Abstract
Aspect-perception is a phenomenon described in detail by L. Wittgenstein in part XI of
Philosophical Investigations. The most famous example is the duck-rabbit figure, which can be viewed either as a duck or a rabbit, but the phenomenon extends well beyond visual Gestalt pictures and permeates various fields of human life, including aesthetic, moral and linguistic experience. Recently there have been attempts to apply the notion of aspect-perception to religious faith. It has often been observed that religious faith involves a particular way of ‘seeing’ different objects and events (recall the famous phrase from the hymn Amazing Grace, ‘I once was lost, but now am found; Was blind, but now I see’). For this reason, the attempt to use the category of aspect-seeing to analyze religious faith may appear promising. My aim in this paper to analyze critically one such attempt, made by N. K. Verbin in ‘Religious Belief and Aspect seeing’ and ‘Can Faith be Justified?’.

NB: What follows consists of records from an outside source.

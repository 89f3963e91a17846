//! Resource names, operation names and the value type they carry

use crate::model::{
    Analytics, Earnings, Mentee, MessageThread, Overview, Resource, Session, Task,
    TaskStatusUpdate, Thread,
};
use mentor_query::QueryKey;
use serde::{Deserialize, Serialize};

/// Resource names, the first part of every query key
pub mod resources {
    /// Overview page
    pub const OVERVIEW: &str = "overview";
    /// Mentee roster
    pub const MENTEES: &str = "mentees";
    /// Task board
    pub const TASKS: &str = "tasks";
    /// Session calendar
    pub const SESSIONS: &str = "sessions";
    /// Inbox
    pub const MESSAGES: &str = "messages";
    /// One conversation, keyed `thread:<id>`
    pub const THREAD: &str = "thread";
    /// Analytics page
    pub const ANALYTICS: &str = "analytics";
    /// Resource library
    pub const RESOURCES: &str = "resources";
    /// Earnings page
    pub const EARNINGS: &str = "earnings";

    /// Every resource name
    pub const ALL: [&str; 9] = [
        OVERVIEW, MENTEES, TASKS, SESSIONS, MESSAGES, THREAD, ANALYTICS, RESOURCES, EARNINGS,
    ];
}

/// Write operation names
pub mod operations {
    /// Move a task to another column
    pub const UPDATE_TASK_STATUS: &str = "update_task_status";
    /// Schedule a session
    pub const CREATE_SESSION: &str = "create_session";
}

/// Query keys of the dashboard resources
pub mod keys {
    use super::resources;
    use mentor_query::QueryKey;

    /// `overview`
    #[must_use]
    pub fn overview() -> QueryKey {
        QueryKey::new(resources::OVERVIEW)
    }

    /// `mentees`
    #[must_use]
    pub fn mentees() -> QueryKey {
        QueryKey::new(resources::MENTEES)
    }

    /// `tasks`
    #[must_use]
    pub fn tasks() -> QueryKey {
        QueryKey::new(resources::TASKS)
    }

    /// `sessions`
    #[must_use]
    pub fn sessions() -> QueryKey {
        QueryKey::new(resources::SESSIONS)
    }

    /// `messages`
    #[must_use]
    pub fn messages() -> QueryKey {
        QueryKey::new(resources::MESSAGES)
    }

    /// `thread:<id>`
    #[must_use]
    pub fn thread(id: &str) -> QueryKey {
        QueryKey::new(resources::THREAD).with(id)
    }

    /// `analytics`
    #[must_use]
    pub fn analytics() -> QueryKey {
        QueryKey::new(resources::ANALYTICS)
    }

    /// `resources`
    #[must_use]
    pub fn resources() -> QueryKey {
        QueryKey::new(resources::RESOURCES)
    }

    /// `earnings`
    #[must_use]
    pub fn earnings() -> QueryKey {
        QueryKey::new(resources::EARNINGS)
    }
}

/// Value stored in the cache for any dashboard resource
#[derive(Debug, Clone, PartialEq, Serialize, Deserialize)]
#[serde(tag = "kind", content = "data", rename_all = "snake_case")]
pub enum ViewData {
    /// `overview`
    Overview(Overview),
    /// `mentees`
    Mentees(Vec<Mentee>),
    /// `tasks`
    Tasks(Vec<Task>),
    /// `sessions`
    Sessions(Vec<Session>),
    /// `messages`
    Messages(Vec<MessageThread>),
    /// `thread:<id>`
    Thread(Thread),
    /// `analytics`
    Analytics(Analytics),
    /// `resources`
    Resources(Vec<Resource>),
    /// `earnings`
    Earnings(Earnings),
    /// Response of `update_task_status`
    TaskStatusUpdated(TaskStatusUpdate),
    /// Response of `create_session`
    SessionCreated(Session),
}

macro_rules! accessors {
    ($($variant:ident => $as_fn:ident, $into_fn:ident: $ty:ty;)*) => {
        impl ViewData {
            $(
                #[doc = concat!("Borrow the `", stringify!($variant), "` payload")]
                #[must_use]
                pub fn $as_fn(&self) -> Option<&$ty> {
                    match self {
                        Self::$variant(value) => Some(value),
                        _ => None,
                    }
                }

                #[doc = concat!("Take the `", stringify!($variant), "` payload")]
                #[must_use]
                pub fn $into_fn(self) -> Option<$ty> {
                    match self {
                        Self::$variant(value) => Some(value),
                        _ => None,
                    }
                }
            )*
        }
    };
}

accessors! {
    Overview => as_overview, into_overview: Overview;
    Mentees => as_mentees, into_mentees: Vec<Mentee>;
    Tasks => as_tasks, into_tasks: Vec<Task>;
    Sessions => as_sessions, into_sessions: Vec<Session>;
    Messages => as_messages, into_messages: Vec<MessageThread>;
    Thread => as_thread, into_thread: Thread;
    Analytics => as_analytics, into_analytics: Analytics;
    Resources => as_resources, into_resources: Vec<Resource>;
    Earnings => as_earnings, into_earnings: Earnings;
    TaskStatusUpdated => as_task_status_update, into_task_status_update: TaskStatusUpdate;
    SessionCreated => as_created_session, into_created_session: Session;
}

impl ViewData {
    /// Variant name, as serialized in `kind`
    #[must_use]
    pub fn kind(&self) -> &'static str {
        match self {
            Self::Overview(_) => "overview",
            Self::Mentees(_) => "mentees",
            Self::Tasks(_) => "tasks",
            Self::Sessions(_) => "sessions",
            Self::Messages(_) => "messages",
            Self::Thread(_) => "thread",
            Self::Analytics(_) => "analytics",
            Self::Resources(_) => "resources",
            Self::Earnings(_) => "earnings",
            Self::TaskStatusUpdated(_) => "task_status_updated",
            Self::SessionCreated(_) => "session_created",
        }
    }

    /// Whether this value is the one `key` resolves to
    #[must_use]
    pub fn matches(&self, key: &QueryKey) -> bool {
        key.resource() == Some(self.kind())
    }
}

#[cfg(test)]
mod tests {
    use super::*;

    #[test]
    fn thread_key_carries_id() {
        let key = keys::thread("thread-3");
        assert_eq!(key.to_string(), "thread:thread-3");
        assert_eq!(key.resource(), Some(resources::THREAD));
    }

    #[test]
    fn accessors_match_variant() {
        let data = ViewData::Tasks(Vec::new());
        assert!(data.as_tasks().is_some());
        assert!(data.as_mentees().is_none());
        assert!(data.matches(&keys::tasks()));
        assert!(!data.matches(&keys::sessions()));
        assert_eq!(data.into_tasks(), Some(Vec::new()));
    }

    #[test]
    fn kind_matches_serialized_tag() {
        let json = serde_json::to_value(ViewData::Resources(Vec::new())).unwrap();
        assert_eq!(json["kind"], "resources");
        assert_eq!(json["data"], serde_json::json!([]));
    }
}
impl<S: DashboardSource> Dashboard<S> {
    /// Dashboard over `source`
    pub fn new(source: Arc<S>, cache_config: CacheConfig, flags: FlagStore) -> Self {
        let cache = QueryCache::with_config(source, cache_config);
        Self {
            executor: MutationExecutor::new(cache.clone()),
            cache,
            flags,
        }
    }

    /// Shared query cache
    #[must_use]
    pub fn cache(&self) -> &QueryCache<S> {
        &self.cache
    }

    /// Underlying data source
    #[must_use]
    pub fn source(&self) -> &Arc<S> {
        self.cache.source()
    }

    /// Persisted flags
    #[must_use]
    pub fn flags(&self) -> &FlagStore {
        &self.flags
    }

    /// Cache counters
    #[must_use]
    pub fn stats(&self) -> CacheStats {
        self.cache.stats()
    }

    async fn load<T>(&self, key: QueryKey, extract: fn(ViewData) -> Option<T>) -> Result<T> {
        let data = self.cache.fetch(&key).await?;
        let actual = data.kind();
        extract(data).ok_or(DashboardError::UnexpectedPayload { key, actual })
    }

    /// Today's sessions, open queues, unread threads and at-risk mentees
    ///
    /// # Errors
    ///
    /// Returns an error if the fetch fails.
    pub async fn overview(&self) -> Result<Overview> {
        self.load(keys::overview(), ViewData::into_overview).await
    }

    /// Mentee roster
    ///
    /// # Errors
    ///
    /// Returns an error if the fetch fails.
    pub async fn mentees(&self) -> Result<Vec<Mentee>> {
        self.load(keys::mentees(), ViewData::into_mentees).await
    }

    /// One mentee from the roster
    ///
    /// # Errors
    ///
    /// Returns an error if the fetch fails or no mentee has this id.
    pub async fn mentee(&self, id: &str) -> Result<Mentee> {
        self.mentees()
            .await?
            .into_iter()
            .find(|m| m.id == id)
            .ok_or_else(|| DashboardError::not_found("mentee", id))
    }

    /// All tasks
    ///
    /// # Errors
    ///
    /// Returns an error if the fetch fails.
    pub async fn tasks(&self) -> Result<Vec<Task>> {
        self.load(keys::tasks(), ViewData::into_tasks).await
    }

    /// Kanban board
    ///
    /// # Errors
    ///
    /// Returns an error if the fetch fails.
    pub async fn task_board(&self, filter: &TaskFilter) -> Result<TaskBoard> {
        Ok(TaskBoard::build(&self.tasks().await?, filter))
    }

    /// Session calendar
    ///
    /// # Errors
    ///
    /// Returns an error if the fetch fails.
    pub async fn sessions(&self) -> Result<Vec<Session>> {
        self.load(keys::sessions(), ViewData::into_sessions).await
    }

    /// Inbox
    ///
    /// # Errors
    ///
    /// Returns an error if the fetch fails.
    pub async fn messages(&self) -> Result<Vec<MessageThread>> {
        self.load(keys::messages(), ViewData::into_messages).await
    }

    /// One conversation
    ///
    /// # Errors
    ///
    /// Returns an error if the fetch fails.
    pub async fn thread(&self, id: &str) -> Result<Thread> {
        self.load(keys::thread(id), ViewData::into_thread).await
    }

    /// Cohort and per-mentee analytics
    ///
    /// # Errors
    ///
    /// Returns an error if the fetch fails.
    pub async fn analytics(&self) -> Result<Analytics> {
        self.load(keys::analytics(), ViewData::into_analytics).await
    }

    /// Resource library
    ///
    /// # Errors
    ///
    /// Returns an error if the fetch fails.
    pub async fn resources(&self) -> Result<Vec<Resource>> {
        self.load(keys::resources(), ViewData::into_resources).await
    }

    /// Library resources whose title, description or a tag contains `query`
    ///
    /// # Errors
    ///
    /// Returns an error if the fetch fails.
    pub async fn search_resources(&self, query: &str) -> Result<Vec<Resource>> {
        let needle = query.trim().to_lowercase();
        let resources = self.resources().await?;
        if needle.is_empty() {
            return Ok(resources);
        }
        Ok(resources
            .into_iter()
            .filter(|r| {
                r.title.to_lowercase().contains(&needle)
                    || r.description.to_lowercase().contains(&needle)
                    || r.tags.iter().any(|t| t.to_lowercase().contains(&needle))
            })
            .collect())
    }

    /// Earnings summary, history and trend
    ///
    /// # Errors
    ///
    /// Returns an error if the fetch fails.
    pub async fn earnings(&self) -> Result<Earnings> {
        self.load(keys::earnings(), ViewData::into_earnings).await
    }

    /// Current cache entry for `key`, never fetching
    #[must_use]
    pub fn snapshot(&self, key: &QueryKey) -> QueryEntry<ViewData> {
        self.cache.get_snapshot(key)
    }

    /// Subscribe to `key` and make sure it is loaded
    pub fn watch<F>(&self, key: &QueryKey, callback: F) -> Subscription
    where
        F: Fn(&QueryEntry<ViewData>) + Send + Sync + 'static,
    {
        let subscription = self.cache.subscribe(key, callback);
        self.cache.ensure(key);
        subscription
    }

    /// Start loading `keys` in the background
    pub fn prefetch(&self, keys: &[QueryKey]) {
        for key in keys {
            self.cache.ensure(key);
        }
    }

    /// Mark `keys` stale
    pub fn refresh(&self, keys: &[QueryKey]) -> usize {
        self.cache.invalidate(keys)
    }

    /// Move a task to another column
    ///
    /// The cached board shows the new column at once; it reverts if the
    /// write fails. The board and overview are refetched afterwards.
    ///
    /// # Errors
    ///
    /// Returns an error if the write is rejected.
    pub async fn move_task(&self, task_id: &str, status: TaskStatus) -> Result<TaskStatusUpdate> {
        let payload = serde_json::to_value(TaskStatusChange {
            task_id: task_id.to_string(),
            status,
        })?;
        let id = task_id.to_string();
        let request = MutationRequest::new(keys::tasks(), operations::UPDATE_TASK_STATUS, payload)
            .also_invalidate(keys::overview())
            .optimistic(move |data: &ViewData| with_task_status(data, &id, status));

        let outcome = self.executor.execute(request).await?;
        let actual = outcome.response.kind();
        outcome
            .response
            .into_task_status_update()
            .ok_or(DashboardError::UnexpectedPayload {
                key: keys::tasks(),
                actual,
            })
    }

    /// Schedule a session
    ///
    /// # Errors
    ///
    /// Returns an error if the source rejects the request.
    pub async fn create_session(&self, request: NewSession) -> Result<Session> {
        let payload = serde_json::to_value(&request)?;
        let request = MutationRequest::new(keys::sessions(), operations::CREATE_SESSION, payload)
            .also_invalidate(keys::overview());

        let outcome = self.executor.execute(request).await?;
        let actual = outcome.response.kind();
        outcome
            .response
            .into_created_session()
            .ok_or(DashboardError::UnexpectedPayload {
                key: keys::sessions(),
                actual,
            })
    }
}
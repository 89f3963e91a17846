//! Mentor Flags
//!
//! Small named values that survive restarts: tokens, consents, UI
//! preferences, the signed-in role. Unrelated to the query cache and never
//! used to cache fetched data.
//!
//! ```rust,ignore
//! use mentor_flags::{names, FileBackend, FlagStore};
//!
//! let store = FlagStore::new(Arc::new(FileBackend::open("flags.json")?));
//! store.set(names::THEME, "dark");
//! let collapsed: bool = store.get(names::SIDEBAR_COLLAPSED, false);
//! ```

#![warn(missing_docs)]
#![warn(unreachable_pub)]

pub mod backend;
pub mod error;
pub mod names;
pub mod store;
pub mod typed;

pub use backend::{FileBackend, MemoryBackend, StorageBackend, UnavailableBackend};
pub use error::{FlagError, FlagResult};
pub use store::{format_size, FlagStore};
pub use typed::{ConsentRecord, ConsentStatus, Consents, Role};
//! Dashboard error types

use crate::config::ConfigError;
use mentor_flags::FlagError;
use mentor_query::{MutationError, QueryKey, SourceError};
use thiserror::Error;

/// Result type alias for dashboard operations
pub type Result<T> = std::result::Result<T, DashboardError>;

/// Main dashboard error type
#[derive(Error, Debug)]
pub enum DashboardError {
    /// Reading a resource failed
    #[error("fetch failed: {0}")]
    Fetch(#[from] SourceError),

    /// A write failed
    #[error(transparent)]
    Mutation(#[from] MutationError),

    /// The source answered with a value of the wrong shape
    #[error("unexpected payload for {key}: got {actual}")]
    UnexpectedPayload {
        /// Key that was read
        key: QueryKey,
        /// Variant that came back
        actual: &'static str,
    },

    /// No record with this id
    #[error("{kind} not found: {id}")]
    NotFound {
        /// Record kind
        kind: &'static str,
        /// Requested id
        id: String,
    },

    /// A write payload could not be encoded
    #[error("failed to encode payload: {0}")]
    Encode(#[from] serde_json::Error),

    /// Configuration problem
    #[error("configuration error: {0}")]
    Config(#[from] ConfigError),

    /// Flag helper rejected a value
    #[error("flag error: {0}")]
    Flags(#[from] FlagError),

    /// Logging could not be installed
    #[error("telemetry error: {0}")]
    Telemetry(String),
}

impl DashboardError {
    /// Create a not found error
    pub fn not_found(kind: &'static str, id: impl Into<String>) -> Self {
        Self::NotFound {
            kind,
            id: id.into(),
        }
    }

    /// Whether retrying the same call may succeed
    #[inline]
    #[must_use]
    pub fn is_retryable(&self) -> bool {
        match self {
            Self::Fetch(e) => e.is_retryable(),
            Self::Mutation(e) => e.source_error().is_retryable(),
            _ => false,
        }
    }

    /// Whether an optimistic change was undone before this error surfaced
    #[inline]
    #[must_use]
    pub fn rolled_back(&self) -> bool {
        matches!(self, Self::Mutation(e) if e.rolled_back())
    }
}

#[cfg(test)]
mod tests {
    use super::*;

    #[test]
    fn rejected_fetch_is_retryable() {
        let err = DashboardError::from(SourceError::rejected("tasks", "busy"));
        assert!(err.is_retryable());
        assert!(!err.rolled_back());
    }

    #[test]
    fn not_found_names_the_record() {
        let err = DashboardError::not_found("task", "task-99");
        assert_eq!(err.to_string(), "task not found: task-99");
        assert!(!err.is_retryable());
    }

    #[test]
    fn mutation_exposes_rollback() {
        let err = DashboardError::from(MutationError::Failed {
            operation: "update_task_status".into(),
            key: QueryKey::new("tasks"),
            rolled_back: true,
            source: SourceError::rejected("update_task_status", "injected failure"),
        });
        assert!(err.rolled_back());
    }
}
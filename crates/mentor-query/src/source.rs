//! Data source seam
//!
//! The boundary between cache logic and actual retrieval. The simulator and
//! a real network client both sit behind [`DataSource`].

use crate::error::SourceError;
use crate::key::QueryKey;
use async_trait::async_trait;

/// Asynchronous resource fetchers and write operations
///
/// Every invocation must settle exactly once, with either a value or an
/// error. Implementations do not retry and apply no timeout.
#[async_trait]
pub trait DataSource: Send + Sync + 'static {
    /// Payload delivered for a query key
    type Value: Clone + Send + Sync + 'static;

    /// Input of a write operation
    type Payload: Send + 'static;

    /// Fetch the payload addressed by `key`
    async fn fetch(&self, key: &QueryKey) -> Result<Self::Value, SourceError>;

    /// Run the write operation named `operation`
    async fn execute(
        &self,
        operation: &str,
        payload: Self::Payload,
    ) -> Result<Self::Value, SourceError>;
}
//! Logging setup for the binary

use crate::config::{LogFormat, LogSettings};
use crate::error::{DashboardError, Result};
use tracing_subscriber::{layer::SubscriberExt, util::SubscriberInitExt, EnvFilter};

/// Filter from `RUST_LOG`, falling back to `settings.level`
///
/// # Errors
///
/// Returns an error if the fallback directive does not parse.
pub fn env_filter(settings: &LogSettings) -> Result<EnvFilter> {
    match EnvFilter::try_from_default_env() {
        Ok(filter) => Ok(filter),
        Err(_) => EnvFilter::try_new(&settings.level)
            .map_err(|e| DashboardError::Telemetry(format!("invalid log level '{}': {e}", settings.level))),
    }
}

/// Install the global subscriber, writing to stderr
///
/// # Errors
///
/// Returns an error if the filter is invalid or a subscriber is already set.
pub fn init(settings: &LogSettings) -> Result<()> {
    let registry = tracing_subscriber::registry().with(env_filter(settings)?);
    let installed = match settings.format {
        LogFormat::Json => registry
            .with(tracing_subscriber::fmt::layer().json().with_writer(std::io::stderr))
            .try_init(),
        LogFormat::Pretty => registry
            .with(tracing_subscriber::fmt::layer().with_writer(std::io::stderr))
            .try_init(),
    };
    installed.map_err(|e| DashboardError::Telemetry(e.to_string()))
}
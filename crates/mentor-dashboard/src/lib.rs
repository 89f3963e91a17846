//! Mentor Dashboard
//!
//! Configuration, logging setup and the [`Dashboard`] facade every page of
//! the mentor dashboard reads and writes through.
//!
//! # Example
//!
//! ```rust,ignore
//! use mentor_dashboard::{Dashboard, DashboardConfig};
//! use mentor_source::TaskStatus;
//!
//! let dashboard = Dashboard::from_config(&DashboardConfig::new().with_seed(42))?;
//! let overview = dashboard.overview().await?;
//! dashboard.move_task("task-3", TaskStatus::Done).await?;
//! ```

#![warn(missing_docs)]
#![warn(unreachable_pub)]

pub mod config;
pub mod dashboard;
pub mod error;
pub mod render;
pub mod telemetry;

pub use config::{
    CacheSettings, ConfigError, DashboardConfig, FlagsBackendKind, FlagsSettings, LogFormat,
    LogSettings, SourceSettings,
};
pub use dashboard::{open_flags, Dashboard, DashboardSource, TaskBoard, TaskColumn, TaskFilter};
pub use error::{DashboardError, Result};

/// Version of this crate
pub const VERSION: &str = env!("CARGO_PKG_VERSION");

In these papers Verbin argues for two closely related theses regarding religious belief. The first is conceptual; she proposes that we should understand ‘certain kinds of religious beliefs which we view as central to a person having a living faith’ as ‘a type of aspect-seeing’. The second follows from the first: we should modify accordingly the way we construe justification for religious belief. In what follows I expound Verbin’s conceptual claim and present arguments against equating religious belief with seeing religious aspects. Basing myself on examples of people who see religious aspects but do not reach religious belief, I conclude that the two categories should not be conflated. Although I reject Verbin’s overall claim, however, I concede that aspect-seeing does play a significant role in justifying religious belief, although not in the way Verbin proposes.